_Entries taken from a collection_
────────────────
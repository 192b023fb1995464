//! ---
//! ems_section: "05-networking-external-interfaces"
//! ems_subsection: "module"
//! ems_type: "source"
//! ems_scope: "code"
//! ems_description: "Controller transports and the HTTP surface of the tag service."
//! ems_version: "v0.0.0-prealpha"
//! ems_owner: "tbd"
//! ---

pub mod adapters;
pub mod rest;
pub mod services;

pub use adapters::{build_transport, parse_link, BridgeTransport, CipTransport, DdeLink};
pub use rest::{status_for, ApiError, RestApiBuilder, RestApiHandle};
pub use services::{LinkServices, ServiceInfo};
────────────────
_GOAL OF THE EXERCISE_
Nothing should be dropped or changed, so repeat all of the entries exactly.

_ANSWER TO THIS PROBLEM_
repository 192b023fb1995464
//! ---
//! ems_section: "05-networking-external-interfaces"
//! ems_subsection: "module"
//! ems_type: "source"
//! ems_scope: "code"
//! ems_description: "Controller transports and the HTTP surface of the tag service."
//! ems_version: "v0.0.0-prealpha"
//! ems_owner: "tbd"
//! ---

pub mod adapters;
pub mod rest;
pub mod services;

pub use adapters::{build_transport, parse_link, BridgeTransport, CipTransport, DdeLink};
pub use rest::{status_for, ApiError, RestApiBuilder, RestApiHandle};
pub use services::{LinkServices, ServiceInfo};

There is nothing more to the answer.